Sunday, September 28, 2014

Curbside TVs

A few weeks back on my morning drive to work on Laclede Station Road in Webster Groves, I spotted these sitting at the curb ready for the trash man.  Of course I had to stop and save them.

The previous owner had taped the screens as a safety measure.  You would be hard-pressed to break the plastic screen guards with a hammer.  I think they're made out of surplus WWII aviation canopy plastic.

The Philco is a 1950 model, specifically a model 50-T1400.

This TV was originally delivered to 1609 Knapp Street in St. Louis.  This wasn't the curb where I found it though.  The house is no longer there and has been replaced with what appears to be subsidized housing.

As you can see, they did have a nice view of the Falstaff smoke stack.

Inside, most of the tubes had already been pulled and wires had been cut.  This wasn't a candidate for electrical restoration and I would *not* be plugging it in.

The picture tube is stamped August 15, 1949.

I took them through my normal "old TV breakdown and cleaning process" (patented).

Lots of elbow grease, scrubbing, touch up with stain and a newer (newer than the original anyway) 13-inch tube TV inside brought it back to life.

I left the circuit case inside so the knobs still function, although obviously they don't do anything.  The TV sits on top of that and lined up well.  I tried wiring the headphone jack to the TV speaker in front, but it required an amp so for now, you can listen from the TV inside.

I took a similar approach to the next TV which I believe is a 1955 Admiral Triple X (don't Google at work).  I couldn't find an exact match on the internet.

Inside, the tubes had similarly been pulled.

And mice had built a nest in the circuitry.

I removed the speaker grill, peeled off the fabric and washed in Woolite.  I restretched it over the grill to dry so it wouldn't shrink and after dry, reattached with 3M Super 77 spray glue.

Some words of caution for handling the tube.

I'm still not sure what the cabinet is made of.  At first I thought it was Bakelite, but it took a stain, so I'm not sure.

The tube is a 16".  I haven't found an older tube TV that will fit right yet.  For now, we're using the Philco in our kitchen.  I may throw the Admiral out on eBay and see what happens.

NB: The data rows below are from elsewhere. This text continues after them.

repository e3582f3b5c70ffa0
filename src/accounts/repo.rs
use serde::{Deserialize, Serialize};
use sqlx::{FromRow, PgPool};
use time::OffsetDateTime;
use uuid::Uuid;

use super::dto::UpsertProfileRequest;

#[derive(Debug, Clone, Serialize, Deserialize, FromRow)]
pub struct Profile {
    pub id: Uuid,
    pub name: Option<String>,
    pub phone: Option<String>,
    pub default_address: Option<String>,
    pub created_at: OffsetDateTime,
    pub updated_at: OffsetDateTime,
}

pub async fn get(db: &PgPool, user_id: Uuid) -> anyhow::Result<Option<Profile>> {
    let row = sqlx::query_as::<_, Profile>(
        r#"
        SELECT id, name, phone, default_address, created_at, updated_at
        FROM profiles
        WHERE id = $1
        "#,
    )
    .bind(user_id)
    .fetch_optional(db)
    .await?;
    Ok(row)
}

pub async fn upsert(
    db: &PgPool,
    user_id: Uuid,
    req: &UpsertProfileRequest,
) -> anyhow::Result<Profile> {
    let row = sqlx::query_as::<_, Profile>(
        r#"
        INSERT INTO profiles (id, name, phone, default_address, updated_at)
        VALUES ($1, $2, $3, $4, now())
        ON CONFLICT (id) DO UPDATE SET
            name = COALESCE(EXCLUDED.name, profiles.name),
            phone = COALESCE(EXCLUDED.phone, profiles.phone),
            default_address = COALESCE(EXCLUDED.default_address, profiles.default_address),
            updated_at = now()
        RETURNING id, name, phone, default_address, created_at, updated_at
        "#,
    )
    .bind(user_id)
    .bind(req.name.as_deref())
    .bind(req.phone.as_deref())
    .bind(req.default_address.as_deref())
    .fetch_one(db)
    .await?;
    Ok(row)
}
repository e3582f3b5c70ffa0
pub mod dto;
pub mod handlers;
pub mod repo;

use crate::state::AppState;
use axum::Router;

pub fn router() -> Router<AppState> {
    handlers::routes()
}
use serde::Deserialize;

#[derive(Debug, Clone, Deserialize)]
pub struct StorageConfig {
    pub endpoint: String,
    pub bucket: String,
    pub access_key: String,
    pub secret_key: String,
    /// Base URL prepended to object keys when building public URLs.
    pub public_base_url: String,
}

#[derive(Debug, Clone, Deserialize)]
pub struct AppConfig {
    pub database_url: String,
    pub storage: StorageConfig,
}

impl AppConfig {
    pub fn from_env() -> anyhow::Result<Self> {
        let database_url = std::env::var("DATABASE_URL")?;
        let storage = StorageConfig {
            endpoint: std::env::var("STORAGE_ENDPOINT")
                .unwrap_or_else(|_| "http://localhost:9000".into()),
            bucket: std::env::var("STORAGE_BUCKET").unwrap_or_else(|_| "pedeja-media".into()),
            access_key: std::env::var("STORAGE_ACCESS_KEY")?,
            secret_key: std::env::var("STORAGE_SECRET_KEY")?,
            public_base_url: std::env::var("STORAGE_PUBLIC_URL")
                .unwrap_or_else(|_| "http://localhost:9000/pedeja-media".into()),
        };
        Ok(Self {
            database_url,
            storage,
        })
    }
}
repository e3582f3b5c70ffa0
use rust_decimal::Decimal;
use serde::{Deserialize, Serialize};
use sqlx::{FromRow, PgPool, Postgres, Transaction};
use time::OffsetDateTime;
use uuid::Uuid;

#[derive(Debug, Clone, Serialize, Deserialize, FromRow)]
pub struct Order {
    pub id: Uuid,
    pub restaurant_id: Uuid,
    pub customer_id: Uuid,
    pub customer_name: String,
    pub customer_phone: String,
    pub fulfillment: String,
    pub delivery_address: Option<String>,
    pub status: String,
    pub subtotal: Decimal,
    pub discount: Decimal,
    pub total: Decimal,
    pub points_redeemed: i64,
    pub points_earned: i64,
    pub created_at: OffsetDateTime,
}

#[derive(Debug, Clone, Serialize, Deserialize, FromRow)]
pub struct OrderItem {
    pub id: Uuid,
    pub order_id: Uuid,
    pub product_id: Uuid,
    pub product_name: String,
    pub unit_price: Decimal,
    pub quantity: i32,
}

#[derive(Debug, Clone, Serialize, Deserialize, FromRow)]
pub struct PointsEntry {
    pub id: Uuid,
    pub customer_id: Uuid,
    pub order_id: Option<Uuid>,
    pub points: i64,
    pub reason: String,
    pub created_at: OffsetDateTime,
}

const ORDER_COLUMNS: &str = r#"
    id, restaurant_id, customer_id, customer_name, customer_phone,
    fulfillment, delivery_address, status, subtotal, discount, total,
    points_redeemed, points_earned, created_at
"#;

pub async fn insert_order_tx(
    tx: &mut Transaction<'_, Postgres>,
    order: &Order,
) -> anyhow::Result<()> {
    sqlx::query(
        r#"
        INSERT INTO orders (id, restaurant_id, customer_id, customer_name,
                            customer_phone, fulfillment, delivery_address, status,
                            subtotal, discount, total, points_redeemed,
                            points_earned, created_at)
        VALUES ($1, $2, $3, $4, $5, $6, $7, $8, $9, $10, $11, $12, $13, $14)
        "#,
    )
    .bind(order.id)
    .bind(order.restaurant_id)
    .bind(order.customer_id)
    .bind(&order.customer_name)
    .bind(&order.customer_phone)
    .bind(&order.fulfillment)
    .bind(order.delivery_address.as_deref())
    .bind(&order.status)
    .bind(order.subtotal)
    .bind(order.discount)
    .bind(order.total)
    .bind(order.points_redeemed)
    .bind(order.points_earned)
    .bind(order.created_at)
    .execute(&mut **tx)
    .await?;
    Ok(())
}

pub async fn insert_item_tx(
    tx: &mut Transaction<'_, Postgres>,
    item: &OrderItem,
) -> anyhow::Result<()> {
    sqlx::query(
        r#"
        INSERT INTO order_items (id, order_id, product_id, product_name, unit_price, quantity)
        VALUES ($1, $2, $3, $4, $5, $6)
        "#,
    )
    .bind(item.id)
    .bind(item.order_id)
    .bind(item.product_id)
    .bind(&item.product_name)
    .bind(item.unit_price)
    .bind(item.quantity)
    .execute(&mut **tx)
    .await?;
    Ok(())
}

pub async fn insert_points_tx(
    tx: &mut Transaction<'_, Postgres>,
    customer_id: Uuid,
    order_id: Option<Uuid>,
    points: i64,
    reason: &str,
) -> anyhow::Result<()> {
    sqlx::query(
        r#"
        INSERT INTO points_transactions (id, customer_id, order_id, points, reason)
        VALUES ($1, $2, $3, $4, $5)
        "#,
    )
    .bind(Uuid::new_v4())
    .bind(customer_id)
    .bind(order_id)
    .bind(points)
    .bind(reason)
    .execute(&mut **tx)
    .await?;
    Ok(())
}

/// Balance read under a transaction-scoped per-customer advisory lock.
/// Concurrent redemptions for the same customer serialize on the lock, so
/// the value holds until the transaction commits and the balance cannot be
/// driven negative by racing checkouts.
pub async fn points_balance_locked(
    tx: &mut Transaction<'_, Postgres>,
    customer_id: Uuid,
) -> anyhow::Result<i64> {
    sqlx::query("SELECT pg_advisory_xact_lock(hashtext($1::text))")
        .bind(customer_id)
        .execute(&mut **tx)
        .await?;
    let (balance,): (i64,) = sqlx::query_as(
        "SELECT COALESCE(SUM(points), 0)::bigint FROM points_transactions WHERE customer_id = $1",
    )
    .bind(customer_id)
    .fetch_one(&mut **tx)
    .await?;
    Ok(balance)
}

pub async fn points_balance(db: &PgPool, customer_id: Uuid) -> anyhow::Result<i64> {
    let (balance,): (i64,) = sqlx::query_as(
        "SELECT COALESCE(SUM(points), 0)::bigint FROM points_transactions WHERE customer_id = $1",
    )
    .bind(customer_id)
    .fetch_one(db)
    .await?;
    Ok(balance)
}

pub async fn points_history(
    db: &PgPool,
    customer_id: Uuid,
    limit: i64,
    offset: i64,
) -> anyhow::Result<Vec<PointsEntry>> {
    let rows = sqlx::query_as::<_, PointsEntry>(
        r#"
        SELECT id, customer_id, order_id, points, reason, created_at
        FROM points_transactions
        WHERE customer_id = $1
        ORDER BY created_at DESC
        LIMIT $2 OFFSET $3
        "#,
    )
    .bind(customer_id)
    .bind(limit)
    .bind(offset)
    .fetch_all(db)
    .await?;
    Ok(rows)
}

pub async fn get(db: &PgPool, id: Uuid) -> anyhow::Result<Option<Order>> {
    let row = sqlx::query_as::<_, Order>(&format!(
        "SELECT {ORDER_COLUMNS} FROM orders WHERE id = $1"
    ))
    .bind(id)
    .fetch_optional(db)
    .await?;
    Ok(row)
}

pub async fn items_for(db: &PgPool, order_id: Uuid) -> anyhow::Result<Vec<OrderItem>> {
    let rows = sqlx::query_as::<_, OrderItem>(
        r#"
        SELECT id, order_id, product_id, product_name, unit_price, quantity
        FROM order_items
        WHERE order_id = $1
        "#,
    )
    .bind(order_id)
    .fetch_all(db)
    .await?;
    Ok(rows)
}

pub async fn list_by_customer(
    db: &PgPool,
    customer_id: Uuid,
    limit: i64,
    offset: i64,
) -> anyhow::Result<Vec<Order>> {
    let rows = sqlx::query_as::<_, Order>(&format!(
        r#"
        SELECT {ORDER_COLUMNS}
        FROM orders
        WHERE customer_id = $1
        ORDER BY created_at DESC
        LIMIT $2 OFFSET $3
        "#
    ))
    .bind(customer_id)
    .bind(limit)
    .bind(offset)
    .fetch_all(db)
    .await?;
    Ok(rows)
}

pub async fn list_by_restaurant(
    db: &PgPool,
    restaurant_id: Uuid,
    status: Option<&str>,
    limit: i64,
    offset: i64,
) -> anyhow::Result<Vec<Order>> {
    let rows = sqlx::query_as::<_, Order>(&format!(
        r#"
        SELECT {ORDER_COLUMNS}
        FROM orders
        WHERE restaurant_id = $1
          AND ($2::text IS NULL OR status = $2)
        ORDER BY created_at DESC
        LIMIT $3 OFFSET $4
        "#
    ))
    .bind(restaurant_id)
    .bind(status)
    .bind(limit)
    .bind(offset)
    .fetch_all(db)
    .await?;
    Ok(rows)
}

/// Compare-and-swap on the status column: the update only lands if the
/// order is still in `from`, so two racing updates cannot both apply a
/// transition validated against the same stale status. `None` means the
/// order moved on (or is not this restaurant's).
pub async fn update_status(
    db: &PgPool,
    restaurant_id: Uuid,
    order_id: Uuid,
    from: &str,
    to: &str,
) -> anyhow::Result<Option<Order>> {
    let row = sqlx::query_as::<_, Order>(&format!(
        r#"
        UPDATE orders SET status = $4
        WHERE id = $2 AND restaurant_id = $1 AND status = $3
        RETURNING {ORDER_COLUMNS}
        "#
    ))
    .bind(restaurant_id)
    .bind(order_id)
    .bind(from)
    .bind(to)
    .fetch_optional(db)
    .await?;
    Ok(row)
}
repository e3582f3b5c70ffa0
mod dto;
pub mod handlers;
pub mod repo;

use crate::state::AppState;
use axum::Router;

pub fn router() -> Router<AppState> {
    Router::new()
        .merge(handlers::public_routes())
        .merge(handlers::owner_routes())
}
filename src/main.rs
mod accounts;
mod admin;
mod app;
mod auth;
mod cart;
mod catalog;
mod config;
mod hours;
mod orders;
mod settings;
mod state;
mod storage;
mod tenants;
mod uploads;

#[tokio::main]
async fn main() -> anyhow::Result<()> {
    dotenvy::dotenv().ok();

    let env_filter = std::env::var("RUST_LOG")
        .unwrap_or_else(|_| "pedeja=debug,axum=info,tower_http=info".to_string());
    let json_logs = std::env::var("LOG_FORMAT")
        .map(|v| v == "json")
        .unwrap_or(false);

    if json_logs {
        tracing_subscriber::fmt()
            .with_env_filter(env_filter)
            .with_target(false)
            .json()
            .init();
    } else {
        tracing_subscriber::fmt().with_env_filter(env_filter).init();
    }

    let app_state = state::AppState::init().await?;

    if let Err(e) = sqlx::migrate!("./migrations").run(&app_state.db).await {
        tracing::warn!(error = %e, "migration failed; continuing");
    }

    let app = app::build_app(app_state);
    app::serve(app).await
}
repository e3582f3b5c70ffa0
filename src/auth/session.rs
use axum::{
    async_trait,
    extract::FromRequestParts,
    http::{request::Parts, StatusCode},
};
use uuid::Uuid;

/// Identity established by the auth collaborator upstream; this service
/// only trusts the session header it forwards.
pub struct SessionUser(pub Uuid);

const SESSION_HEADER: &str = "x-user-id";

#[async_trait]
impl<S> FromRequestParts<S> for SessionUser
where
    S: Send + Sync,
{
    type Rejection = (StatusCode, String);

    async fn from_request_parts(parts: &mut Parts, _state: &S) -> Result<Self, Self::Rejection> {
        let raw = parts
            .headers
            .get(SESSION_HEADER)
            .and_then(|h| h.to_str().ok())
            .ok_or((StatusCode::UNAUTHORIZED, "Sessão ausente".to_string()))?;

        let user_id = raw
            .parse::<Uuid>()
            .map_err(|_| (StatusCode::UNAUTHORIZED, "Sessão inválida".to_string()))?;

        Ok(SessionUser(user_id))
    }
}
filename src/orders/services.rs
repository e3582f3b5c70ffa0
use anyhow::Context;
use axum::http::StatusCode;
use rust_decimal::prelude::ToPrimitive;
use rust_decimal::Decimal;
use serde::{Deserialize, Serialize};
use std::str::FromStr;
use time::OffsetDateTime;
use tracing::info;
use uuid::Uuid;

use crate::{hours, settings, state::AppState, tenants};

use super::dto::CheckoutRequest;
use super::repo::{self, Order, OrderItem};

/// Order lifecycle. Transitions are validated; delivered and cancelled
/// are terminal.
#[derive(Debug, Clone, Copy, PartialEq, Eq, Serialize, Deserialize)]
#[serde(rename_all = "snake_case")]
pub enum OrderStatus {
    Received,
    Preparing,
    OutForDelivery,
    Delivered,
    Cancelled,
}

impl OrderStatus {
    pub fn as_str(self) -> &'static str {
        match self {
            OrderStatus::Received => "received",
            OrderStatus::Preparing => "preparing",
            OrderStatus::OutForDelivery => "out_for_delivery",
            OrderStatus::Delivered => "delivered",
            OrderStatus::Cancelled => "cancelled",
        }
    }

    pub fn can_transition(self, next: OrderStatus) -> bool {
        use OrderStatus::*;
        matches!(
            (self, next),
            (Received, Preparing)
                | (Received, Cancelled)
                | (Preparing, OutForDelivery)
                | (Preparing, Delivered) // pickup orders skip the courier leg
                | (Preparing, Cancelled)
                | (OutForDelivery, Delivered)
        )
    }
}

impl FromStr for OrderStatus {
    type Err = anyhow::Error;

    fn from_str(s: &str) -> Result<Self, Self::Err> {
        match s {
            "received" => Ok(OrderStatus::Received),
            "preparing" => Ok(OrderStatus::Preparing),
            "out_for_delivery" => Ok(OrderStatus::OutForDelivery),
            "delivered" => Ok(OrderStatus::Delivered),
            "cancelled" => Ok(OrderStatus::Cancelled),
            other => anyhow::bail!("status desconhecido: {other:?}"),
        }
    }
}

#[derive(Debug, Clone, Copy, PartialEq, Eq, Serialize, Deserialize)]
#[serde(rename_all = "snake_case")]
pub enum Fulfillment {
    Delivery,
    Pickup,
}

impl Fulfillment {
    pub fn as_str(self) -> &'static str {
        match self {
            Fulfillment::Delivery => "delivery",
            Fulfillment::Pickup => "pickup",
        }
    }

    fn label(self) -> &'static str {
        match self {
            Fulfillment::Delivery => "entrega",
            Fulfillment::Pickup => "retirada",
        }
    }
}

/// Everything that can stop a checkout. Validation variants map to 4xx;
/// `Backend` is the only 500.
#[derive(Debug, thiserror::Error)]
pub enum CheckoutError {
    #[error("Seu carrinho está vazio")]
    EmptyCart,
    #[error("Restaurante indisponível")]
    RestaurantUnavailable,
    #[error("O restaurante está fechado no momento")]
    RestaurantClosed,
    #[error("Este restaurante não oferece {0}")]
    FulfillmentUnavailable(&'static str),
    #[error("Endereço de entrega é obrigatório")]
    MissingAddress,
    #[error("Pedido mínimo de R$ {minimum} não atingido")]
    BelowMinimum { minimum: Decimal },
    #[error("Quantidade de pontos inválida")]
    InvalidPoints,
    #[error("Pontos insuficientes")]
    InsufficientPoints,
    #[error("Não foi possível concluir o pedido. Tente novamente.")]
    Backend(#[from] anyhow::Error),
}

impl CheckoutError {
    pub fn status(&self) -> StatusCode {
        match self {
            CheckoutError::RestaurantUnavailable => StatusCode::NOT_FOUND,
            CheckoutError::RestaurantClosed => StatusCode::CONFLICT,
            CheckoutError::Backend(_) => StatusCode::INTERNAL_SERVER_ERROR,
            _ => StatusCode::BAD_REQUEST,
        }
    }
}

/// Creates the order header, its items and the points movements in one
/// transaction; partial failure rolls everything back. The cart is only
/// cleared after commit.
pub async fn place_order(
    state: &AppState,
    customer_id: Uuid,
    req: &CheckoutRequest,
) -> Result<(Order, Vec<OrderItem>), CheckoutError> {
    let cart = state
        .carts
        .get(req.session_id)
        .filter(|c| !c.is_empty())
        .ok_or(CheckoutError::EmptyCart)?;
    let cart_restaurant = cart.restaurant.as_ref().ok_or(CheckoutError::EmptyCart)?;

    let restaurant = tenants::repo::get(&state.db, cart_restaurant.id)
        .await
        .context("load restaurant")?
        .filter(|r| r.is_active)
        .ok_or(CheckoutError::RestaurantUnavailable)?;

    match req.fulfillment {
        Fulfillment::Delivery if !restaurant.delivery_enabled => {
            return Err(CheckoutError::FulfillmentUnavailable(
                Fulfillment::Delivery.label(),
            ));
        }
        Fulfillment::Pickup if !restaurant.pickup_enabled => {
            return Err(CheckoutError::FulfillmentUnavailable(
                Fulfillment::Pickup.label(),
            ));
        }
        _ => {}
    }

    let delivery_address = match req.fulfillment {
        Fulfillment::Delivery => {
            let address = req
                .delivery_address
                .as_deref()
                .map(str::trim)
                .filter(|a| !a.is_empty())
                .ok_or(CheckoutError::MissingAddress)?;
            Some(address.to_string())
        }
        Fulfillment::Pickup => None,
    };

    if !restaurant.is_open {
        return Err(CheckoutError::RestaurantClosed);
    }
    let schedule = settings::repo::business_hours(&state.db, restaurant.id)
        .await
        .context("load business hours")?;
    if !hours::evaluate(&schedule, OffsetDateTime::now_utc()).is_open {
        return Err(CheckoutError::RestaurantClosed);
    }

    let subtotal = cart.subtotal();
    if subtotal < restaurant.minimum_order {
        return Err(CheckoutError::BelowMinimum {
            minimum: restaurant.minimum_order,
        });
    }

    let global = settings::repo::global(&state.db)
        .await
        .context("load global settings")?;

    let requested_points = req.points_to_redeem.unwrap_or(0);
    if requested_points < 0 {
        return Err(CheckoutError::InvalidPoints);
    }

    let mut tx = state.db.begin().await.context("begin tx")?;

    if requested_points > 0 {
        // Checked inside the transaction, under the customer's lock; a
        // pool-side read could pass for two racing checkouts at once.
        let balance = repo::points_balance_locked(&mut tx, customer_id)
            .await
            .context("load points balance")?;
        ensure_redeemable(requested_points, balance)?;
    }

    let points_redeemed = cap_redeem(subtotal, global.points_redeem_value, requested_points);
    let discount = global.points_redeem_value * Decimal::from(points_redeemed);
    let total = subtotal - discount;
    let points_earned = points_earned(total, global.points_earn_per_currency);

    let order = Order {
        id: Uuid::new_v4(),
        restaurant_id: restaurant.id,
        customer_id,
        customer_name: req.customer_name.trim().to_string(),
        customer_phone: req.customer_phone.trim().to_string(),
        fulfillment: req.fulfillment.as_str().to_string(),
        delivery_address,
        status: OrderStatus::Received.as_str().to_string(),
        subtotal,
        discount,
        total,
        points_redeemed,
        points_earned,
        created_at: OffsetDateTime::now_utc(),
    };

    let items: Vec<OrderItem> = cart
        .lines
        .iter()
        .map(|line| OrderItem {
            id: Uuid::new_v4(),
            order_id: order.id,
            product_id: line.product_id,
            product_name: line.name.clone(),
            unit_price: line.unit_price,
            quantity: line.quantity,
        })
        .collect();

    repo::insert_order_tx(&mut tx, &order).await?;
    for item in &items {
        repo::insert_item_tx(&mut tx, item).await?;
    }
    if points_redeemed > 0 {
        repo::insert_points_tx(&mut tx, customer_id, Some(order.id), -points_redeemed, "resgate")
            .await?;
    }
    if points_earned > 0 {
        repo::insert_points_tx(&mut tx, customer_id, Some(order.id), points_earned, "pedido")
            .await?;
    }
    tx.commit().await.context("commit tx")?;

    state.carts.with_cart(req.session_id, |c| c.clear());

    info!(
        order_id = %order.id,
        restaurant_id = %restaurant.id,
        %customer_id,
        total = %order.total,
        "order placed"
    );
    Ok((order, items))
}

fn ensure_redeemable(requested: i64, balance: i64) -> Result<(), CheckoutError> {
    if requested > balance {
        return Err(CheckoutError::InsufficientPoints);
    }
    Ok(())
}

/// Never redeem more than the subtotal covers.
fn cap_redeem(subtotal: Decimal, point_value: Decimal, requested: i64) -> i64 {
    if requested <= 0 || point_value <= Decimal::ZERO {
        return 0;
    }
    let max_points = (subtotal / point_value).trunc().to_i64().unwrap_or(0);
    requested.min(max_points)
}

/// Points accrue per whole currency unit of the amount actually charged.
fn points_earned(total: Decimal, earn_per_currency: i64) -> i64 {
    if earn_per_currency <= 0 {
        return 0;
    }
    total.trunc().to_i64().unwrap_or(0) * earn_per_currency
}

#[cfg(test)]
mod checkout_tests {
    use super::*;

    fn dec(s: &str) -> Decimal {
        s.parse().unwrap()
    }

    #[test]
    fn status_transitions() {
        use OrderStatus::*;
        assert!(Received.can_transition(Preparing));
        assert!(Received.can_transition(Cancelled));
        assert!(Preparing.can_transition(OutForDelivery));
        assert!(Preparing.can_transition(Delivered));
        assert!(OutForDelivery.can_transition(Delivered));

        assert!(!Received.can_transition(Delivered));
        assert!(!Delivered.can_transition(Preparing));
        assert!(!Cancelled.can_transition(Received));
        assert!(!OutForDelivery.can_transition(Cancelled));
    }

    #[test]
    fn status_round_trips_through_strings() {
        for status in [
            OrderStatus::Received,
            OrderStatus::Preparing,
            OrderStatus::OutForDelivery,
            OrderStatus::Delivered,
            OrderStatus::Cancelled,
        ] {
            assert_eq!(status.as_str().parse::<OrderStatus>().unwrap(), status);
        }
        assert!("shipped".parse::<OrderStatus>().is_err());
    }

    #[test]
    fn redeem_never_exceeds_the_balance() {
        assert!(ensure_redeemable(100, 100).is_ok());
        assert!(ensure_redeemable(0, 0).is_ok());
        assert!(matches!(
            ensure_redeemable(100, 99),
            Err(CheckoutError::InsufficientPoints)
        ));
    }

    #[test]
    fn redeem_is_capped_by_subtotal() {
        // 30.00 subtotal at 0.01 per point covers at most 3000 points.
        assert_eq!(cap_redeem(dec("30.00"), dec("0.01"), 5000), 3000);
        assert_eq!(cap_redeem(dec("30.00"), dec("0.01"), 1000), 1000);
        assert_eq!(cap_redeem(dec("30.00"), dec("0.01"), 0), 0);
        assert_eq!(cap_redeem(dec("30.00"), Decimal::ZERO, 1000), 0);
    }

    #[test]
    fn earned_points_use_the_whole_currency_part() {
        assert_eq!(points_earned(dec("49.90"), 1), 49);
        assert_eq!(points_earned(dec("49.90"), 2), 98);
        assert_eq!(points_earned(dec("0.99"), 1), 0);
        assert_eq!(points_earned(dec("10.00"), 0), 0);
    }

    #[test]
    fn checkout_error_statuses() {
        assert_eq!(CheckoutError::EmptyCart.status(), StatusCode::BAD_REQUEST);
        assert_eq!(
            CheckoutError::RestaurantUnavailable.status(),
            StatusCode::NOT_FOUND
        );
        assert_eq!(
            CheckoutError::RestaurantClosed.status(),
            StatusCode::CONFLICT
        );
        assert_eq!(
            CheckoutError::Backend(anyhow::anyhow!("boom")).status(),
            StatusCode::INTERNAL_SERVER_ERROR
        );
    }

    #[test]
    fn below_minimum_message_names_the_amount() {
        let err = CheckoutError::BelowMinimum {
            minimum: dec("25.00"),
        };
        assert_eq!(err.to_string(), "Pedido mínimo de R$ 25.00 não atingido");
    }
}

  1. Wow, excellent restoration and a phenomenal find. I can only dream of such curbside finds here in L.A., where practically anything pre-'80s becomes a treasured "vintage" item worthy of Ebay or Etsy $$$. Great job on the implanting of a newer screen. It would've been awesome if there was a screen that was large enough for the Philco interior that you wouldn't see the black trim on it. Nevertheless, your effort is well worth the post! Thanks for sharing.

    1. Thanks, Narvo. There are some mounting posts on the front inside of the Philco cabinet for the original tube that prevent the 13-inch tv from sitting flush against the front, however, I think the frame would still show.

    2. p.s. I can see I'll be spending a lot of time reading through your blog. Looks like great stuff.

    3. Thanks, Tom. Enjoy. I've got lots of stuff to talk about on there, just not a lot of time to do it lately, hehe. I found your blog via 2 Warps To Neptune.

      I miss going to garage sales. They were a prominent pastime of my early to mid-teen years (about '82-'85). Back in Westchester, CA (where I grew up), especially during the summer months, my dad and I would get up around 6AM on Saturday mornings with a Thomas Guide and a notebook, and head to one particular telephone pole in the middle of town where all the garage sale signs were posted.

      We weren't alone; there were always others milled around this pole with their own notepads, jotting down all the addresses. It was funny, sometimes we looked like a caravan of cars heading off to each of the destinations. Hunters. I found so many cool things back then, often for dirt cheap.

      Those days were fun while they lasted; then the city clamped down on its "entrepreneurs" and decided that permits had to be purchased in order to hold yard sales. That was the end of it all.

      Where I live now in Culver City, they also require permits (GEEZ!), but every now and then there'll be a garage sale nearby and I'd go with my son to check it out. But it's just not the same these days. Sign of the times, I suppose.

      It's great to see what awesome things you've found. I've just barely skimmed your site and I already know it's chock full of goodies. So I'm sure I'll be here often. Thanks and keep it up. =)

    4. >I found your blog via 2 Warps To Neptune.
      Yes, he's been kind enough to mention me a couple times. Helped pick up a few readers.
      >I miss going to garage sales. They were a prominent pastime of my early to mid-teen years (about '82-'85)
      I attended my first garage sale when I was about 13 and got hooked (I'm going to write about that outing one of these days). I used to go with my mom every Wednesday until the mid 90's. You're right about those days before eBay when you could get the treasures cheap. I love the idea of the communal telephone pole. Around me, people typically post at the main intersection closest to their house.
      Permits for garage sales -- that stinks. Thanks again for checking me out and I'll see you on your site.